Exercise objective:
Word for word, return the lines from the start of the entries below through the line that has "can branch on".

Saved data entries:
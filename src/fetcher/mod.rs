//! Content collaborators and pagination
//!
//! The core never talks HTTP directly. It consumes two collaborator traits:
//!
//! - [`ContentClient`] - lists one page of a group's entries
//! - [`ItemDownloader`] - transfers one track to a destination path
//!
//! Both classify their failures into [`FetcherError`] so callers can branch on
//! authorization expiry and cancellation without looking at transport details.
//! [`http::ApiHttpClient`] implements both against the remote API and
//! [`retry::Retrying`] layers a retry policy over any implementation.

use crate::identifier::GroupRef;
use crate::Item;
use async_trait::async_trait;
use serde::{Deserialize, Deserializer};
use std::path::Path;
use tokio_util::sync::CancellationToken;

pub mod http;
pub mod pagination;
pub mod retry;

pub use pagination::{PaginatedGroup, Paginator};

/// Type tag of playable entries; everything else is skipped during pagination
pub const TRACK_TYPE_TAG: &str = "track";

/// Fetcher errors
#[derive(Debug, thiserror::Error)]
pub enum FetcherError {
    /// Token rejected by the remote API; refreshing it is the caller's job
    #[error("authorization expired")]
    AuthorizationExpired,

    /// Operation cancelled or deadline exceeded
    #[error("operation cancelled")]
    Cancelled,

    /// HTTP 429 rate limit exceeded
    #[error("rate limit exceeded")]
    RateLimitExceeded,

    /// HTTP 5xx server error
    #[error("server error: HTTP {0}")]
    ServerError(u16),

    /// HTTP 4xx client error other than 401 and 429
    #[error("client error: HTTP {0}: {1}")]
    ClientError(u16, String),

    /// Network error (timeout, connection refused, reset)
    #[error("network error: {0}")]
    NetworkError(String),

    /// Response parse error
    #[error("parse error: {0}")]
    ParseError(String),

    /// Response decoded but is structurally unusable
    #[error("invalid response: {0}")]
    InvalidResponse(String),

    /// API reported an error or misbehaved
    #[error("API error: {0}")]
    ApiError(String),

    /// Local filesystem error while writing a download
    #[error("IO error: {0}")]
    Io(String),
}

impl FetcherError {
    /// Whether this is a cancellation
    pub fn is_cancellation(&self) -> bool {
        matches!(self, FetcherError::Cancelled)
    }

    /// Whether the remote API rejected the token
    pub fn is_auth_expired(&self) -> bool {
        matches!(self, FetcherError::AuthorizationExpired)
    }

    /// Whether repeating the same request may succeed
    pub fn is_transient(&self) -> bool {
        matches!(
            self,
            FetcherError::RateLimitExceeded
                | FetcherError::ServerError(_)
                | FetcherError::NetworkError(_)
        )
    }
}

impl From<std::io::Error> for FetcherError {
    fn from(e: std::io::Error) -> Self {
        FetcherError::Io(e.to_string())
    }
}

/// Result type for fetcher operations
pub type FetcherResult<T> = Result<T, FetcherError>;

/// One entry of a collection page, before type filtering
#[derive(Debug, Clone, Deserialize)]
pub struct RawItem {
    /// Server type tag ("track", "video", ...)
    #[serde(rename = "type")]
    pub item_type: String,
    /// Entry payload; only decoded for tracks
    #[serde(default)]
    pub item: serde_json::Value,
}

#[derive(Debug, Deserialize)]
#[serde(rename_all = "camelCase")]
struct TrackPayload {
    #[serde(deserialize_with = "id_as_string")]
    id: String,
    title: String,
    #[serde(default)]
    duration: u32,
    #[serde(default)]
    version: Option<String>,
    #[serde(default)]
    artist: Option<ArtistPayload>,
    #[serde(default)]
    artists: Vec<ArtistPayload>,
    #[serde(default)]
    album: Option<AlbumPayload>,
}

#[derive(Debug, Deserialize)]
struct ArtistPayload {
    name: String,
}

#[derive(Debug, Deserialize)]
struct AlbumPayload {
    #[serde(default)]
    cover: Option<String>,
}

fn id_as_string<'de, D>(deserializer: D) -> Result<String, D::Error>
where
    D: Deserializer<'de>,
{
    match serde_json::Value::deserialize(deserializer)? {
        serde_json::Value::String(s) => Ok(s),
        serde_json::Value::Number(n) => Ok(n.to_string()),
        other => Err(serde::de::Error::custom(format!(
            "expected string or number id, got {other}"
        ))),
    }
}

impl RawItem {
    /// Build a raw track entry (mostly useful for tests and fakes)
    pub fn track(payload: serde_json::Value) -> Self {
        Self {
            item_type: TRACK_TYPE_TAG.to_string(),
            item: payload,
        }
    }

    /// Whether the entry carries the playable track tag
    pub fn is_track(&self) -> bool {
        self.item_type == TRACK_TYPE_TAG
    }

    /// Convert a track entry into an [`Item`]
    ///
    /// Returns `Ok(None)` for non-track entries and an error when a track entry
    /// cannot be decoded.
    pub fn into_item(self, group_id: &str, position: usize) -> FetcherResult<Option<Item>> {
        if !self.is_track() {
            return Ok(None);
        }

        let payload: TrackPayload = serde_json::from_value(self.item)
            .map_err(|e| FetcherError::ParseError(format!("Failed to decode track entry: {e}")))?;

        let artist = payload
            .artist
            .or_else(|| payload.artists.into_iter().next())
            .map(|a| a.name)
            .unwrap_or_default();

        Ok(Some(Item {
            id: payload.id,
            position,
            title: payload.title,
            artist,
            duration: payload.duration,
            version: payload.version.filter(|v| !v.is_empty()),
            cover: payload.album.and_then(|a| a.cover),
            group_id: group_id.to_string(),
        }))
    }
}

/// One server response to a pagination request
#[derive(Debug, Clone, Default)]
pub struct Page {
    /// Entries on this page, in server order
    pub items: Vec<RawItem>,
    /// Total entry count announced by the server for the whole collection
    pub declared_total: usize,
}

/// Lists the entries of a remote collection one page at a time
#[async_trait]
pub trait ContentClient: Send + Sync {
    /// Fetch page `page_index` (zero-based) of `group`
    ///
    /// Implementations must report token rejection as
    /// [`FetcherError::AuthorizationExpired`] and cancellation as
    /// [`FetcherError::Cancelled`].
    async fn fetch_page(
        &self,
        cancel: &CancellationToken,
        group: &GroupRef,
        page_index: usize,
    ) -> FetcherResult<Page>;
}

/// Transfers the content of one track to disk
#[async_trait]
pub trait ItemDownloader: Send + Sync {
    /// Download `item` to `destination`
    ///
    /// Implementations must observe `cancel` between writes and must not leave a
    /// partially written file at `destination`.
    async fn download_item(
        &self,
        cancel: &CancellationToken,
        item: &Item,
        destination: &Path,
    ) -> FetcherResult<()>;
}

Answer to this task:
filename src/fetcher/mod.rs
//! Content collaborators and pagination
//!
//! The core never talks HTTP directly. It consumes two collaborator traits:
//!
//! - [`ContentClient`] - lists one page of a group's entries
//! - [`ItemDownloader`] - transfers one track to a destination path
//!
//! Both classify their failures into [`FetcherError`] so callers can branch on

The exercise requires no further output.